O A La Bergere é um café-restaurante numa esquina de Puteaux. À volta do balcão, assume-se sem problemas o apoio à Frente Nacional enquanto se bebericam cervejas e se põe a conversa em dia. Muitos dos clientes são portugueses. À porta, Manuel Baptista, de 58 anos, diz-nos o que lhe vai por dentro: “Voto na Marine Le Pen e espero que ela ganhe. É uma mulher que nunca esteve no Governo. Espero que ela seja uma boa mãe.” E repete: “que ela seja uma boa mãe.”

 
 

Será uma estreia. Manuel votou sempre no PS, mas “eles prometem tudo e não dão nada a ninguém”. A oportunidade de trabalhar nas obras, “sempre nas obras”, levou-o de Guimarães para França há 35 anos. Há cinco foi dado como “handicapé”, conta num português afrancesado. Apesar de parcialmente incapacitado, é “obrigado a trabalhar nas obras” para “comer”. A promessa de Marine de descer a idade da reforma para os 60 anos dá-lhe uma réstia de esperança. “Não é normal que dêem a ‘retraite’ aos 45 e 50 anos a pessoas que trabalham para o Estado e a nós [que trabalhamos nas obras] só aos 65 anos. Não é normal, nós estamos todos rebentados.”
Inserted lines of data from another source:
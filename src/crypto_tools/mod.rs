pub mod bigint;
pub mod ciphertext;
pub mod data_packer;
pub mod dgk;
pub mod elgamal;
pub mod okamoto_uchiyama;
pub mod paillier;
pub mod permutation;
pub mod provider;
pub mod randomizer_cache;
pub mod rng;

pub(crate) mod utils;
O discurso anti-imigração com que Marine Le Pen espera vencer as eleições presidenciais não assusta o imigrante Manuel Baptista. “Quando vamos para um país qualquer temos que trabalhar”, diz. “A Marine Le Pen não quer ninguém fora daqui: quer que as pessoas trabalhem, não quer que as pessoas fiquem na cama até ao meio-dia.”

 
Foto
No A La Bergère, muitos apoiam a Frente Nacional. Dinis de Sousa é dos poucos que desconfia de Marine: “a gente está mais segura com os outros”.
No A La Bergère, muitos apoiam a Frente Nacional. Dinis de Sousa é dos poucos que desconfia de Marine: “a gente está mais segura com os outros”.
 

Thibauld Dujardin, 26 anos, secretário-geral do 13.º distrito de Paris da FN, afirma que a realidade veio dar razão ao partido, que mudou e se afastou da imagem “não muito boa” que tinha nos tempos de Jean-Marie Le Pen. “Temos pessoas da imigração [nos quadros do partido]: Jean Messiha, que vem do Egipto e que teve a seu cargo a escrita do programa, Guy Deballe, da África Central, que é candidato em Paris às legislativas… Com os motins, o terrorismo, as pessoas vêem que há algo a correr mal no país, que não podemos ser apenas politicamente correctos e esperar que as coisas corram bem. Temos de tomar decisões, temos de parar a imigração”, sublinha.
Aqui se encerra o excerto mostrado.